• SUPPLIED MATERIAL:
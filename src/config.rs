//! Configuration module for the pipe-cache server.
//!
//! Supports both command-line arguments and TOML configuration file.
//! CLI arguments take precedence over config file values.

use clap::Parser;
use serde::Deserialize;
use std::path::PathBuf;
use std::time::Duration;
use thiserror::Error;

/// Well-known channel name shared by server and client
pub const DEFAULT_PIPE_NAME: &str = "KeyValuePipe";

/// Largest message carried by the transport
pub const DEFAULT_MAX_MESSAGE_SIZE: usize = 4096;

/// Command-line arguments for the cache server
#[derive(Parser, Debug, Default)]
#[command(name = "pipe-cache")]
#[command(version)]
#[command(about = "A key-value cache server over a local named pipe", long_about = None)]
pub struct CliArgs {
    /// Path to TOML configuration file
    #[arg(short, long)]
    pub config: Option<PathBuf>,

    /// Channel name (a pipe name on Windows, a socket name or path on Unix)
    #[arg(short, long)]
    pub name: Option<String>,

    /// Number of worker threads (defaults to number of CPU cores)
    #[arg(short = 'w', long)]
    pub workers: Option<usize>,

    /// Maximum number of simultaneous connections (unbounded if unset)
    #[arg(long)]
    pub max_connections: Option<usize>,

    /// Close connections idle for this many seconds
    #[arg(long)]
    pub idle_timeout: Option<u64>,

    /// Log level (trace, debug, info, warn, error)
    #[arg(long)]
    pub log_level: Option<String>,
}

/// TOML configuration file structure
#[derive(Debug, Deserialize, Default)]
pub struct TomlConfig {
    #[serde(default)]
    pub server: ServerConfig,
    #[serde(default)]
    pub logging: LoggingConfig,
}

/// Server-related configuration
#[derive(Debug, Deserialize)]
pub struct ServerConfig {
    /// Channel name
    #[serde(default = "default_name")]
    pub name: String,
    /// Number of worker threads
    pub workers: Option<usize>,
    /// Connection admission limit
    pub max_connections: Option<usize>,
    /// Idle timeout in seconds
    pub idle_timeout: Option<u64>,
    /// Largest request read in one message
    #[serde(default = "default_max_message_size")]
    pub max_message_size: usize,
    /// Delay before retrying a failed endpoint, in milliseconds
    #[serde(default = "default_create_backoff_ms")]
    pub create_backoff_ms: u64,
    /// Give up after this many consecutive endpoint failures
    pub max_consecutive_failures: Option<u32>,
}

impl Default for ServerConfig {
    fn default() -> Self {
        Self {
            name: default_name(),
            workers: None,
            max_connections: None,
            idle_timeout: None,
            max_message_size: default_max_message_size(),
            create_backoff_ms: default_create_backoff_ms(),
            max_consecutive_failures: None,
        }
    }
}

/// Logging configuration
#[derive(Debug, Deserialize)]
pub struct LoggingConfig {
    /// Log level
    #[serde(default = "default_log_level")]
    pub level: String,
}

impl Default for LoggingConfig {
    fn default() -> Self {
        Self {
            level: default_log_level(),
        }
    }
}

fn default_name() -> String {
    DEFAULT_PIPE_NAME.to_string()
}

fn default_max_message_size() -> usize {
    DEFAULT_MAX_MESSAGE_SIZE
}

fn default_create_backoff_ms() -> u64 {
    1000
}

fn default_log_level() -> String {
    "info".to_string()
}

/// Final resolved configuration
#[derive(Debug, Clone, PartialEq, Eq)]
pub struct Config {
    pub name: String,
    pub workers: Option<usize>,
    pub max_connections: Option<usize>,
    pub idle_timeout: Option<Duration>,
    pub max_message_size: usize,
    pub create_backoff: Duration,
    pub max_consecutive_failures: Option<u32>,
    pub log_level: String,
}

impl Default for Config {
    fn default() -> Self {
        Self::merge(CliArgs::default(), TomlConfig::default())
    }
}

impl Config {
    /// Load configuration from CLI args and optional TOML file.
    pub fn load() -> Result<Self, ConfigError> {
        Self::from_args(CliArgs::parse())
    }

    /// Resolve already-parsed CLI args, reading the TOML file they name.
    pub fn from_args(cli: CliArgs) -> Result<Self, ConfigError> {
        let toml_config = if let Some(ref config_path) = cli.config {
            let contents = std::fs::read_to_string(config_path)
                .map_err(|e| ConfigError::FileRead(config_path.clone(), e))?;
            toml::from_str(&contents)
                .map_err(|e| ConfigError::TomlParse(config_path.clone(), e))?
        } else {
            TomlConfig::default()
        };

        Ok(Self::merge(cli, toml_config))
    }

    /// Merge CLI args with TOML config (CLI takes precedence)
    fn merge(cli: CliArgs, toml_config: TomlConfig) -> Self {
        let server = toml_config.server;

        Config {
            name: cli.name.unwrap_or(server.name),
            workers: cli.workers.or(server.workers),
            max_connections: cli.max_connections.or(server.max_connections),
            idle_timeout: cli
                .idle_timeout
                .or(server.idle_timeout)
                .filter(|&secs| secs > 0)
                .map(Duration::from_secs),
            max_message_size: server.max_message_size.max(1),
            create_backoff: Duration::from_millis(server.create_backoff_ms),
            max_consecutive_failures: server.max_consecutive_failures,
            log_level: cli.log_level.unwrap_or(toml_config.logging.level),
        }
    }
}

/// Configuration loading errors
#[derive(Debug, Error)]
pub enum ConfigError {
    #[error("Failed to read config file '{}': {}", .0.display(), .1)]
    FileRead(PathBuf, #[source] std::io::Error),
    #[error("Failed to parse config file '{}': {}", .0.display(), .1)]
    TomlParse(PathBuf, #[source] toml::de::Error),
}

#[cfg(test)]
mod tests {
    use super::*;

    #[test]
    fn test_default_config() {
        let config = Config::default();
        assert_eq!(config.name, "KeyValuePipe");
        assert_eq!(config.max_message_size, 4096);
        assert_eq!(config.create_backoff, Duration::from_secs(1));
        assert_eq!(config.max_connections, None);
        assert_eq!(config.idle_timeout, None);
        assert_eq!(config.max_consecutive_failures, None);
        assert_eq!(config.log_level, "info");
    }

    #[test]
    fn test_toml_parsing() {
        let toml_str = r#"
            [server]
            name = "OtherPipe"
            workers = 4
            max_connections = 64
            idle_timeout = 30
            max_message_size = 8192
            create_backoff_ms = 250
            max_consecutive_failures = 10

            [logging]
            level = "debug"
        "#;

        let toml_config: TomlConfig = toml::from_str(toml_str).unwrap();
        let config = Config::merge(CliArgs::default(), toml_config);
        assert_eq!(config.name, "OtherPipe");
        assert_eq!(config.workers, Some(4));
        assert_eq!(config.max_connections, Some(64));
        assert_eq!(config.idle_timeout, Some(Duration::from_secs(30)));
        assert_eq!(config.max_message_size, 8192);
        assert_eq!(config.create_backoff, Duration::from_millis(250));
        assert_eq!(config.max_consecutive_failures, Some(10));
        assert_eq!(config.log_level, "debug");
    }

    #[test]
    fn test_cli_overrides_toml() {
        let toml_config: TomlConfig = toml::from_str(
            r#"
            [server]
            name = "FromFile"
            idle_timeout = 30

            [logging]
            level = "debug"
        "#,
        )
        .unwrap();

        let cli = CliArgs {
            name: Some("FromCli".to_string()),
            idle_timeout: Some(0),
            log_level: Some("warn".to_string()),
            ..CliArgs::default()
        };

        let config = Config::merge(cli, toml_config);
        assert_eq!(config.name, "FromCli");
        assert_eq!(config.idle_timeout, None);
        assert_eq!(config.log_level, "warn");
    }

    #[test]
    fn test_cli_parsing() {
        let cli = CliArgs::parse_from([
            "pipe-cache",
            "--name",
            "TestPipe",
            "--max-connections",
            "8",
            "--log-level",
            "trace",
        ]);
        assert_eq!(cli.name.as_deref(), Some("TestPipe"));
        assert_eq!(cli.max_connections, Some(8));
        assert_eq!(cli.log_level.as_deref(), Some("trace"));
    }

    #[test]
    fn test_missing_config_file() {
        let cli = CliArgs {
            config: Some(PathBuf::from("/nonexistent/pipe-cache.toml")),
            ..CliArgs::default()
        };

        match Config::from_args(cli) {
            Err(ConfigError::FileRead(path, _)) => {
                assert_eq!(path, PathBuf::from("/nonexistent/pipe-cache.toml"))
            }
            other => panic!("unexpected: {:?}", other),
        }
    }
}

• REQUIRED WORK:
Go through the listing and copy each line that includes the string "cache".

• COMPLETED TASK:
//! Configuration module for the pipe-cache server.
/// Command-line arguments for the cache server
#[command(name = "pipe-cache")]
#[command(about = "A key-value cache server over a local named pipe", long_about = None)]
            "pipe-cache",
            config: Some(PathBuf::from("/nonexistent/pipe-cache.toml")),
                assert_eq!(path, PathBuf::from("/nonexistent/pipe-cache.toml"))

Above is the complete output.